Развивая эту концепцию, Жаккар практически ставит знак равенства между «реальным искусством» обэриутов и европейским театром абсурда (в этом смысле показательно заглавие его статьи «Театр абсурда — реальный театр» [7, 18—26]) и начинает говорить, например, об общем для пьес Хармса и Ионеско принципе нарушения постулатов нормальной коммуникации [7, 18—26]. Хармс, таким образом, как, впрочем, и остальные обэриуты, в этой трактовке оказывается поэтом прежде всего трагическим, все творчество которого (по крайней мере, позднее) построено вокруг переживания невозможности найти истинные слова для истинных ощущений.

Но в то же время исследователи обэриутских текстов, как и многочисленные постановщики спектаклей по произведениям обэриутов, говорят о жизненности, об огромном энергетическом потенциале обэриутских текстов, которые привлекают, например, детей далеко не нагнетением трагических эмоций, а наоборот, чем-то очень притягательно живым. Не упускаем ли мы это живое, сводя Хармса и Введенского к абсурду? «...Бессмыслица Введенского, в отличие от абсурда Ионеско, не негативное понятие, а имеет положительное содержание, но оно не может быть адекватно сказано на языке, предполагающем подобосущное соответствие текста контексту, знака означаемому» [8, 399] — это высказывание философа Я. Друскина, друга Хармса и Введенского, который вместе с ними входил в группу чинарей (а впоследствии исследователя их творчества), позволяет несколько изменить угол зрения на проблему.
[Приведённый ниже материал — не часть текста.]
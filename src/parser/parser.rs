//! Parser implementation for building the Abstract Syntax Tree.
//!
//! This module contains the main Parser struct and the `parse` entry point.
//! The parser uses a Pratt parser approach with NUD/LED handlers for
//! expression parsing and specialized functions for statements and
//! declarations.
//!
//! It maintains lookup tables for:
//! - Statement handlers
//! - NUD (null denotation) handlers for prefix expressions
//! - LED (left denotation) handlers for infix expressions
//! - Binding powers for operator precedence
//! - Type parsing handlers

use std::collections::HashMap;

use crate::{
    ast::ast::Program,
    errors::errors::{Error, ErrorImpl},
    lexer::tokens::{Token, TokenKind},
    Position, Span,
};

use super::{
    lookups::{
        create_token_lookups, BPLookup, BindingPower, LEDHandler, LEDLookup, NUDHandler, NUDLookup,
        StmtHandler, StmtLookup,
    },
    stmt::parse_decl,
    types::{create_token_type_lookups, TypeNUDHandler, TypeNUDLookup},
};

/// The main parser structure that maintains parsing state.
///
/// This struct holds the token stream and maintains lookup tables for
/// parsing statements, expressions, and types. It tracks the current
/// position in the token stream and provides methods for token consumption.
pub struct Parser {
    /// The list of tokens to parse, always ending in `EOF`
    tokens: Vec<Token>,
    /// Current position in the token stream
    pos: usize,
    /// Lookup table for statement parsing handlers
    stmt_lookup: StmtLookup,
    /// Lookup table for null denotation (prefix) expression handlers
    nud_lookup: NUDLookup,
    /// Lookup table for left denotation (infix) expression handlers
    led_lookup: LEDLookup,
    /// Lookup table for expression binding powers (precedence)
    binding_power_lookup: BPLookup,
    /// Lookup table for type handlers
    type_nud_lookup: TypeNUDLookup,
}

impl Parser {
    /// Creates a new Parser instance.
    ///
    /// An `EOF` token is appended if the stream does not already end in one.
    pub fn new(mut tokens: Vec<Token>) -> Self {
        if tokens.last().map(|token| token.kind) != Some(TokenKind::EOF) {
            let end = tokens
                .last()
                .map(|token| token.span.end)
                .unwrap_or_else(|| Position(1, 1));
            tokens.push(Token {
                kind: TokenKind::EOF,
                value: String::from("EOF"),
                span: Span { start: end, end },
            });
        }

        Parser {
            tokens,
            pos: 0,
            stmt_lookup: HashMap::new(),
            nud_lookup: HashMap::new(),
            led_lookup: HashMap::new(),
            binding_power_lookup: HashMap::new(),
            type_nud_lookup: HashMap::new(),
        }
    }

    /// Returns the current token without advancing.
    pub fn current_token(&self) -> &Token {
        self.peek_token(0)
    }

    /// Returns the kind of the current token.
    pub fn current_token_kind(&self) -> TokenKind {
        self.current_token().kind
    }

    /// Returns the token `n` places ahead, or `EOF` past the end.
    pub fn peek_token(&self, n: usize) -> &Token {
        let last = self.tokens.len() - 1;
        &self.tokens[(self.pos + n).min(last)]
    }

    pub fn peek_kind(&self, n: usize) -> TokenKind {
        self.peek_token(n).kind
    }

    /// Advances to the next token and returns the previous token.
    ///
    /// The parser never advances past `EOF`.
    pub fn advance(&mut self) -> Token {
        let token = self.current_token().clone();
        if token.kind != TokenKind::EOF {
            self.pos += 1;
        }
        token
    }

    /// Expects a token of the specified kind, with optional custom error.
    ///
    /// Returns Ok(Token) if the current token matches, otherwise returns an Error.
    pub fn expect_error(
        &mut self,
        expected_kind: TokenKind,
        error: Option<Error>,
    ) -> Result<Token, Error> {
        if self.current_token_kind() == expected_kind {
            return Ok(self.advance());
        }

        match error {
            Some(error) => Err(error),
            None => Err(self.unexpected()),
        }
    }

    /// Expects a token of the specified kind with default error message.
    pub fn expect(&mut self, expected_kind: TokenKind) -> Result<Token, Error> {
        self.expect_error(expected_kind, None)
    }

    /// A syntax error at the current token.
    pub fn unexpected(&self) -> Error {
        let token = self.current_token();
        Error::new(
            ErrorImpl::UnexpectedToken {
                token: token.value.clone(),
            },
            token.span.start,
        )
    }

    /// A syntax error at the current token with an explanation.
    pub fn unexpected_detailed(&self, message: &str) -> Error {
        let token = self.current_token();
        Error::new(
            ErrorImpl::UnexpectedTokenDetailed {
                token: token.value.clone(),
                message: message.to_string(),
            },
            token.span.start,
        )
    }

    /// Checks if there are more tokens to parse.
    pub fn has_tokens(&self) -> bool {
        self.current_token_kind() != TokenKind::EOF
    }

    /// Returns a reference to the statement lookup table.
    pub fn get_stmt_lookup(&self) -> &StmtLookup {
        &self.stmt_lookup
    }

    /// Returns a reference to the NUD (null denotation) lookup table.
    pub fn get_nud_lookup(&self) -> &NUDLookup {
        &self.nud_lookup
    }

    /// Returns a reference to the LED (left denotation) lookup table.
    pub fn get_led_lookup(&self) -> &LEDLookup {
        &self.led_lookup
    }

    /// Returns a reference to the type lookup table.
    pub fn get_type_nud_lookup(&self) -> &TypeNUDLookup {
        &self.type_nud_lookup
    }

    /// The binding power of the current token, `Default` if it has none.
    pub fn current_bp(&self) -> BindingPower {
        self.binding_power_lookup
            .get(&self.current_token_kind())
            .copied()
            .unwrap_or(BindingPower::Default)
    }

    /// Registers a left denotation (infix) handler for a token.
    pub fn led(&mut self, kind: TokenKind, binding_power: BindingPower, led_fn: LEDHandler) {
        self.binding_power_lookup.insert(kind, binding_power);
        self.led_lookup.insert(kind, led_fn);
    }

    /// Registers a null denotation (prefix) handler for a token.
    ///
    /// The token's binding power is left alone so that a token can be both
    /// a prefix and an infix operator.
    pub fn nud(&mut self, kind: TokenKind, nud_fn: NUDHandler) {
        self.nud_lookup.insert(kind, nud_fn);
    }

    /// Registers a statement handler for a token.
    pub fn stmt(&mut self, kind: TokenKind, stmt_fn: StmtHandler) {
        self.binding_power_lookup
            .insert(kind, BindingPower::Default);
        self.stmt_lookup.insert(kind, stmt_fn);
    }

    /// Registers a type handler for a token.
    pub fn type_nud(&mut self, kind: TokenKind, nud_fn: TypeNUDHandler) {
        self.type_nud_lookup.insert(kind, nud_fn);
    }

    /// Returns the position of the current token.
    pub fn get_position(&self) -> Position {
        self.current_token().span.start
    }
}

/// Parses a stream of tokens into a program.
///
/// This is the main entry point for parsing. It creates a parser instance,
/// initializes all lookup tables, and parses declarations until EOF. The
/// first syntax error ends parsing.
pub fn parse(tokens: Vec<Token>) -> Result<Program, Error> {
    let mut parser = Parser::new(tokens);
    create_token_lookups(&mut parser);
    create_token_type_lookups(&mut parser);

    let mut decls = vec![];
    while parser.has_tokens() {
        decls.push(parse_decl(&mut parser)?);
    }

    Ok(Program { decls })
}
Друскин говорит об общей для обэриутов и европейских абсурдистов проблеме невозможности адекватного высказывания, но утверждает, что у Введенского, в отличие от последних, она существует в контексте некоего положительного содержания, создаваемого в другой смысловой плоскости — плоскости «единосущного соответствия знака и означаемого» 1 . Видимо, это отрывание отдельных особенностей поэтики Хармса и Введенского, внешне схожих с поэтикой абсурда, от тех специфических задач («положительного содержания бессмыслицы»), которые они выполняли в текстах поэтов, и приводит к тому, что у нас много и подробно говорится о конкретных средствах передачи в произведениях Хармса и Введенского неадекватности человеческого сознания миру, и в то же время ведется как бы отдельный разговор о живом, созидательном начале их творчества — ведется преимущественно в общих словах, потому что все конкретные поэтические средства уже классифицированы как выполняющие «разрушительную работу». Данная статья и представляет собой попытку в какой-то мере устранить это несоответствие, рассмотрев некоторые особенности их поэтики в контексте того, что Я. Друскин назвал «положительным содержанием бессмыслицы», т.е. в контексте специфических целей, которые ставили перед собой Хармс и Введенский.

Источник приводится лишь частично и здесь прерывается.